In the California town of Ithaca, fourteen-year-old Homer Macauley works as a telegraph delivery boy, all too often bringing the families of soldiers the news of their loved ones’ death. Homer’s siblings include the watchful, 4 year old Ulysses Macauley, known for getting in so close as an observer of life that in one memorably humorous chapter, he becomes ensnared in a trap whose “principle seemed to be to take the animal, swing it up and around, and hold it off its feet until the trapper arrived,” his sister Bess, and his older brother Marcus Macauley, himself a member of the armed forces, away at war. His job brings him into contact with the elderly Mr. Grogan, an alcoholic by reason of pain who refuses to retire from his job since it’s the only world he knows and Mr. Spangler, who spends his days off in the company of his bride to be Diana Steed.

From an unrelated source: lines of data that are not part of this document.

use chrono::Utc;
use serde::{Deserialize, Serialize};

use crate::calendar::SchoolDate;
use crate::store::{keys, KvStore};

#[derive(Debug, Clone, Serialize, Deserialize)]
#[serde(rename_all = "camelCase")]
pub struct Teacher {
    pub id: i64,
    pub name: String,
    pub subject: String,
    #[serde(default)]
    pub phone: String,
    pub created_at: String,
}

#[derive(Debug, PartialEq)]
pub enum AddTeacherError {
    /// Name or subject empty after trimming.
    MissingField,
    /// Absence and override records match on the name string, so two
    /// roster entries must never share one.
    DuplicateName,
}

/// CRUD over teacher records. Identity is a time-based id; matching in the
/// absence workflow is by name, kept unambiguous by the duplicate check.
pub struct RosterRepository<'a> {
    store: &'a KvStore<'a>,
    pub teachers: Vec<Teacher>,
}

impl<'a> RosterRepository<'a> {
    pub fn load(store: &'a KvStore<'a>) -> anyhow::Result<Self> {
        let teachers = store.get_as(keys::TEACHERS)?.unwrap_or_default();
        Ok(RosterRepository { store, teachers })
    }

    pub fn add(
        &mut self,
        name: &str,
        subject: &str,
        phone: &str,
        created: &SchoolDate,
    ) -> anyhow::Result<Result<Teacher, AddTeacherError>> {
        let name = name.trim();
        let subject = subject.trim();
        if name.is_empty() || subject.is_empty() {
            return Ok(Err(AddTeacherError::MissingField));
        }
        if self.teachers.iter().any(|t| t.name == name) {
            return Ok(Err(AddTeacherError::DuplicateName));
        }

        let teacher = Teacher {
            id: self.next_id(),
            name: name.to_string(),
            subject: subject.to_string(),
            phone: phone.trim().to_string(),
            created_at: created.date_key.clone(),
        };
        self.teachers.push(teacher.clone());
        self.store.set(keys::TEACHERS, &self.teachers)?;
        Ok(Ok(teacher))
    }

    /// Removes by id. Absence and override records referencing the name are
    /// left alone; `absence.reconcile` is the explicit cleanup pass.
    pub fn remove(&mut self, id: i64) -> anyhow::Result<bool> {
        let before = self.teachers.len();
        self.teachers.retain(|t| t.id != id);
        if self.teachers.len() == before {
            return Ok(false);
        }
        self.store.set(keys::TEACHERS, &self.teachers)?;
        Ok(true)
    }

    pub fn contains_name(&self, name: &str) -> bool {
        self.teachers.iter().any(|t| t.name == name)
    }

    /// Epoch milliseconds, bumped past the roster maximum so rapid adds in
    /// the same millisecond still get distinct ids.
    fn next_id(&self) -> i64 {
        let now = Utc::now().timestamp_millis();
        let max = self.teachers.iter().map(|t| t.id).max().unwrap_or(0);
        now.max(max + 1)
    }
}

#[cfg(test)]
mod tests {
    use super::*;
    use rusqlite::Connection;

    fn mem_conn() -> Connection {
        let conn = Connection::open_in_memory().expect("open in-memory db");
        conn.execute(
            "CREATE TABLE kv(key TEXT PRIMARY KEY, value TEXT NOT NULL)",
            [],
        )
        .expect("create kv");
        conn
    }

    #[test]
    fn add_trims_validates_and_rejects_duplicates() {
        let conn = mem_conn();
        let store = KvStore::new(&conn);
        let mut roster = RosterRepository::load(&store).expect("load");
        let date = SchoolDate::resolve(Some("2026-08-23")).expect("date");

        assert!(matches!(
            roster.add("  ", "رياضيات", "", &date).expect("add"),
            Err(AddTeacherError::MissingField)
        ));
        let ahmad = roster
            .add(" أحمد ", "رياضيات", " 0501234567 ", &date)
            .expect("add")
            .expect("ok");
        assert_eq!(ahmad.name, "أحمد");
        assert_eq!(ahmad.phone, "0501234567");
        assert_eq!(ahmad.created_at, "2026-08-23");

        assert!(matches!(
            roster.add("أحمد", "علوم", "", &date).expect("add"),
            Err(AddTeacherError::DuplicateName)
        ));
    }

    #[test]
    fn ids_are_strictly_increasing() {
        let conn = mem_conn();
        let store = KvStore::new(&conn);
        let mut roster = RosterRepository::load(&store).expect("load");
        let date = SchoolDate::resolve(Some("2026-08-23")).expect("date");

        let a = roster.add("أحمد", "رياضيات", "", &date).expect("add").expect("ok");
        let b = roster.add("سارة", "علوم", "", &date).expect("add").expect("ok");
        let c = roster.add("خالد", "لغة", "", &date).expect("add").expect("ok");
        assert!(a.id < b.id && b.id < c.id);
    }

    #[test]
    fn remove_is_by_id_and_reports_misses() {
        let conn = mem_conn();
        let store = KvStore::new(&conn);
        let mut roster = RosterRepository::load(&store).expect("load");
        let date = SchoolDate::resolve(Some("2026-08-23")).expect("date");
        let a = roster.add("أحمد", "رياضيات", "", &date).expect("add").expect("ok");

        assert!(roster.remove(a.id).expect("remove"));
        assert!(!roster.remove(a.id).expect("remove again"));
        assert!(!roster.contains_name("أحمد"));
    }
}
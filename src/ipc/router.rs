use super::handlers;
use super::types::{AppState, Request};
use crate::ipc::error::err;

pub fn handle_request(state: &mut AppState, req: Request) -> serde_json::Value {
    if let Some(resp) = handlers::core::try_handle(state, &req) {
        return resp;
    }
    if let Some(resp) = handlers::schedule::try_handle(state, &req) {
        return resp;
    }
    if let Some(resp) = handlers::teachers::try_handle(state, &req) {
        return resp;
    }
    if let Some(resp) = handlers::absence::try_handle(state, &req) {
        return resp;
    }
    if let Some(resp) = handlers::ticker::try_handle(state, &req) {
        return resp;
    }
    if let Some(resp) = handlers::settings::try_handle(state, &req) {
        return resp;
    }

    err(
        &req.id,
        "not_implemented",
        format!("unknown method: {}", req.method),
        None,
    )
}
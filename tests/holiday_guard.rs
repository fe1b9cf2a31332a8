use serde_json::json;
use std::io::{BufRead, BufReader, Write};
use std::path::PathBuf;
use std::process::{Child, ChildStdin, ChildStdout, Command, Stdio};
use std::time::{SystemTime, UNIX_EPOCH};

fn temp_dir(prefix: &str) -> PathBuf {
    let p = std::env::temp_dir().join(format!(
        "{}-{}",
        prefix,
        SystemTime::now()
            .duration_since(UNIX_EPOCH)
            .expect("clock")
            .as_nanos()
    ));
    std::fs::create_dir_all(&p).expect("create temp dir");
    p
}

fn spawn_sidecar() -> (Child, ChildStdin, BufReader<ChildStdout>) {
    let exe = env!("CARGO_BIN_EXE_jadwald");
    let mut child = Command::new(exe)
        .stdin(Stdio::piped())
        .stdout(Stdio::piped())
        .stderr(Stdio::null())
        .spawn()
        .expect("spawn jadwald");
    let stdin = child.stdin.take().expect("child stdin");
    let stdout = child.stdout.take().expect("child stdout");
    (child, stdin, BufReader::new(stdout))
}

struct Sidecar {
    child: Child,
    stdin: ChildStdin,
    reader: BufReader<ChildStdout>,
    next_id: u32,
}

impl Sidecar {
    fn start(workspace: &PathBuf) -> Sidecar {
        let (child, stdin, reader) = spawn_sidecar();
        let mut s = Sidecar {
            child,
            stdin,
            reader,
            next_id: 0,
        };
        let resp = s.request(
            "workspace.select",
            json!({ "path": workspace.to_string_lossy() }),
        );
        assert_eq!(resp.get("ok").and_then(|v| v.as_bool()), Some(true));
        s
    }

    fn request(&mut self, method: &str, params: serde_json::Value) -> serde_json::Value {
        self.next_id += 1;
        let id = self.next_id.to_string();
        let payload = json!({ "id": id, "method": method, "params": params });
        writeln!(self.stdin, "{}", payload).expect("write request");
        self.stdin.flush().expect("flush request");
        let mut line = String::new();
        self.reader.read_line(&mut line).expect("read response");
        let value: serde_json::Value =
            serde_json::from_str(line.trim()).expect("parse response json");
        assert_eq!(value.get("id").and_then(|v| v.as_str()), Some(id.as_str()));
        value
    }

    fn finish(mut self) {
        drop(self.stdin);
        let _ = self.child.wait();
    }
}

const FRIDAY: &str = "2026-08-28";
const SATURDAY: &str = "2026-08-29";

#[test]
fn weekend_rejects_absence_and_empties_the_display() {
    let workspace = temp_dir("jadwal-holiday");
    let mut s = Sidecar::start(&workspace);

    let resp = s.request(
        "teachers.add",
        json!({ "name": "أحمد", "subject": "رياضيات" }),
    );
    assert_eq!(resp.get("ok").and_then(|v| v.as_bool()), Some(true));
    let resp = s.request(
        "schedule.setSupervisor",
        json!({ "day": "الأحد", "index": 0, "name": "مشرف" }),
    );
    assert_eq!(resp.get("ok").and_then(|v| v.as_bool()), Some(true));

    for date in [FRIDAY, SATURDAY] {
        let resp = s.request(
            "absence.toggle",
            json!({ "teacherName": "أحمد", "date": date }),
        );
        assert_eq!(
            resp.pointer("/error/code").and_then(|v| v.as_str()),
            Some("holiday"),
            "toggle on {}",
            date
        );

        // Nothing was recorded for the weekend date.
        let resp = s.request("absence.open", json!({ "date": date }));
        assert!(resp.pointer("/result/day").expect("day").is_null());
        assert_eq!(
            resp.pointer("/result/absences")
                .and_then(|v| v.as_array())
                .map(|a| a.len()),
            Some(0)
        );

        let resp = s.request(
            "ticker.periodData",
            json!({ "period": "الأولى", "date": date }),
        );
        assert!(resp.pointer("/result/data").expect("data").is_null());

        let resp = s.request("ticker.todayStaff", json!({ "date": date }));
        assert!(resp.pointer("/result/data").expect("data").is_null());
    }

    // Sessions and eligibility are holiday-guarded too.
    let resp = s.request(
        "absence.sessions",
        json!({ "teacherName": "أحمد", "date": FRIDAY }),
    );
    assert_eq!(
        resp.pointer("/error/code").and_then(|v| v.as_str()),
        Some("holiday")
    );
    let resp = s.request(
        "absence.eligible",
        json!({ "period": "الأولى", "teacherName": "أحمد", "date": FRIDAY }),
    );
    assert_eq!(
        resp.pointer("/error/code").and_then(|v| v.as_str()),
        Some("holiday")
    );

    s.finish();
    let _ = std::fs::remove_dir_all(workspace);
}
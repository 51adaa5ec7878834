use clap::{Parser, ValueEnum};
use rada_core::{Coordinates, TileStyle};
use std::path::PathBuf;

/// Browse trending highlights and nearby events from the terminal
#[derive(Parser, Debug)]
#[clap(version)]
pub struct Config {
    /// Where should we store data (saved events, logs)?
    #[clap(long)]
    data_dir: Option<PathBuf>,

    /// The page URL that shared links point at
    #[clap(long, default_value = "https://rada.app/")]
    pub page_url: String,

    /// Where you are, as LAT,LNG. Without this, "locate me" is unavailable.
    #[clap(long, allow_hyphen_values = true)]
    pub location: Option<Coordinates>,

    /// Map tile style to start with
    #[clap(long, default_value_t = TileStyle::Standard)]
    pub tiles: TileStyle,

    /// Show the list and map side by side (desktop) or one at a time
    /// (mobile.) `auto` decides from the terminal width.
    #[clap(long, value_enum, default_value_t = LayoutPreference::Auto)]
    pub layout: LayoutPreference,
}

/// How to choose a layout
#[derive(Debug, Clone, Copy, PartialEq, Eq, ValueEnum)]
pub enum LayoutPreference {
    /// Mobile below `DESKTOP_MIN_WIDTH` columns, desktop otherwise
    Auto,

    /// Always one pane at a time
    Mobile,

    /// Always side by side
    Desktop,
}

impl Config {
    /// Get either the configured or a default data directory. If no data
    /// directory can be found (e.g. because `$HOME` is unset) we will use the
    /// current directory.
    pub fn data_dir(&self) -> PathBuf {
        self.data_dir
            .clone()
            .or_else(|| {
                directories::ProjectDirs::from("app", "rada", "rada")
                    .map(|dirs| dirs.data_local_dir().to_owned())
            })
            .unwrap_or_else(|| PathBuf::from("."))
    }

    /// Where the saved events live
    pub fn saved_events_path(&self) -> PathBuf {
        self.data_dir().join("saved_events.json")
    }
}
use rada_core::{
    browser::{MapCommand, DEFAULT_CENTER, DEFAULT_ZOOM},
    geo::Coordinates,
    EventBrowser,
};
use ratatui::{
    layout::Rect,
    style::{Color, Style, Stylize},
    symbols::Marker,
    text::Line,
    widgets::{
        canvas::{Canvas, Points},
        Block, Borders,
    },
    Frame,
};

/// The nominal width of the map in pixels. Padding in `MapCommand::FitBounds`
/// is relative to this.
const NOMINAL_MAP_PIXELS: f64 = 512.0;

/// Never zoom in further than this many degrees across
const MIN_SPAN: f64 = 0.001;

/// What part of the world the map is looking at
#[derive(Debug, Clone, Copy, PartialEq)]
pub struct Camera {
    /// The middle of the view
    pub center: Coordinates,

    /// How many degrees (of both latitude and longitude) fit across the view
    pub span: f64,
}

impl Camera {
    /// Degrees across at a web-map zoom level, where zoom 0 shows the whole
    /// world and each level halves it.
    pub fn span_for_zoom(zoom: u8) -> f64 {
        360.0 / 2f64.powi(i32::from(zoom))
    }

    /// Move the camera the way the browser asked.
    pub fn apply(&mut self, command: MapCommand) {
        match command {
            MapCommand::FlyTo { center, zoom } => {
                self.center = center;
                self.span = Self::span_for_zoom(zoom);
            }
            MapCommand::Recenter { center } => {
                self.center = center;
            }
            MapCommand::FitBounds { bounds, padding } => {
                let extent = (bounds.north_east.lat - bounds.south_west.lat)
                    .max(bounds.north_east.lng - bounds.south_west.lng);

                let margin = 1.0 + 2.0 * f64::from(padding) / NOMINAL_MAP_PIXELS;

                self.center = bounds.center();
                self.span = (extent * margin).max(MIN_SPAN);
            }
        }
    }

    /// Longitude range on screen
    pub fn x_bounds(&self) -> [f64; 2] {
        [
            self.center.lng - self.span / 2.0,
            self.center.lng + self.span / 2.0,
        ]
    }

    /// Latitude range on screen
    pub fn y_bounds(&self) -> [f64; 2] {
        [
            self.center.lat - self.span / 2.0,
            self.center.lat + self.span / 2.0,
        ]
    }

    /// Whether a point is in view
    pub fn shows(&self, point: &Coordinates) -> bool {
        let [west, east] = self.x_bounds();
        let [south, north] = self.y_bounds();

        (west..=east).contains(&point.lng) && (south..=north).contains(&point.lat)
    }
}

impl Default for Camera {
    fn default() -> Self {
        Self {
            center: DEFAULT_CENTER,
            span: Self::span_for_zoom(DEFAULT_ZOOM),
        }
    }
}

/// Draw the events (and the user, if located) as markers on a canvas.
pub fn render(frame: &mut Frame<'_>, area: Rect, browser: &EventBrowser, camera: &Camera) {
    let tiles = browser.tiles();

    let block = Block::default()
        .borders(Borders::ALL)
        .title(format!("Map ({tiles})"))
        .title_bottom(Line::from(tiles.attribution()).right_aligned().dark_gray());

    let selected = browser.selected();
    let user = browser.user_location();

    let canvas = Canvas::default()
        .block(block)
        .marker(Marker::Braille)
        .x_bounds(camera.x_bounds())
        .y_bounds(camera.y_bounds())
        .paint(move |ctx| {
            for event in browser.events() {
                let is_selected = selected == Some(event.id);
                let color = if is_selected { Color::Red } else { Color::Blue };

                ctx.draw(&Points {
                    coords: &[(event.location.lng, event.location.lat)],
                    color,
                });

                let label = if is_selected {
                    Line::from(format!("● {}", event.title)).red().bold()
                } else {
                    Line::from(format!("● {}", event.title)).blue()
                };
                ctx.print(event.location.lng, event.location.lat, label);
            }

            if let Some(user) = user {
                ctx.print(
                    user.lng,
                    user.lat,
                    Line::styled("◎ you", Style::new().fg(Color::Green)),
                );
            }
        });

    frame.render_widget(canvas, area);
}

#[cfg(test)]
mod test {
    use super::*;
    use rada_core::{browser::FIT_PADDING, event, SavedSet};

    #[test]
    fn starts_over_nairobi() {
        let camera = Camera::default();

        assert_eq!(camera.center, DEFAULT_CENTER);
        assert!(camera.shows(&DEFAULT_CENTER));
    }

    #[test]
    fn flying_in_narrows_the_view() {
        let mut camera = Camera::default();
        let target = Coordinates::new(-1.29, 36.82);

        camera.apply(MapCommand::FlyTo {
            center: target,
            zoom: 16,
        });

        assert_eq!(camera.center, target);
        assert!(camera.span < Camera::default().span);
    }

    #[test]
    fn recenter_keeps_the_zoom() {
        let mut camera = Camera::default();
        let span = camera.span;

        camera.apply(MapCommand::Recenter {
            center: Coordinates::new(0.0, 0.0),
        });

        assert!((camera.span - span).abs() < f64::EPSILON);
        assert_eq!(camera.center, Coordinates::new(0.0, 0.0));
    }

    #[test]
    fn fitting_shows_every_event() {
        let mut camera = Camera {
            center: Coordinates::new(10.0, 10.0),
            span: 0.001,
        };
        let browser = EventBrowser::new(event::seed(), SavedSet::new());

        camera.apply(browser.fit_all_events().unwrap());

        for event in browser.events() {
            assert!(camera.shows(&event.location), "{} was off screen", event.title);
        }
    }

    #[test]
    fn fitting_one_point_keeps_a_minimum_span() {
        let mut camera = Camera::default();
        let only = Coordinates::new(-1.29, 36.82);

        camera.apply(MapCommand::FitBounds {
            bounds: rada_core::geo::Bounds::around([&only]).unwrap(),
            padding: FIT_PADDING,
        });

        assert!(camera.span >= MIN_SPAN);
    }
}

Noth are uncommonly kind men, as evidenced by Grogan’s refusal to be robbed in one chapter, preferring to bestow ready cash on anyone desperate enough to attempt a robbery. These men are Homer’s supervisors, and from them as well as all the members of his family, his tutors in right life, hard work, and moral integrity. At school, he's determined to win the track race, and win the hand of the lovely Helen Elliot, who even appears naked in one of his daydreams (shocking for its time).
The New Yorker’s statement that this book is “a wild, rich invention that no sober man can equal” gives testament to Saroyan’s reputation as a exuberant personality given to the love of drink (and gambling) with friends like Nathanael West, John Fante and others. A particularly fond remembrance of this was presented by John Fante’s son Dan’s appearance at Denver bookstore Mutiny Now. According to the younger Fante, to whom Sarotyan once gave a new car in a gesture of largesse, when Bill was first presented with his writer’s contract, he leapt up on the publisher’s desk, shouting, “Double or nothing, you son of a b#@!ch!” Believe it or not, this worked, making William Saroyan the highest paid young writer (at least to start with) in an era when writers were considered the rock stars of their day. Readers may be wondering: Does Marcus Macauley make it home alive? Does he bring anybody back with him? What happens to Bess? Take a chance and read the book, you won’t be disappointed.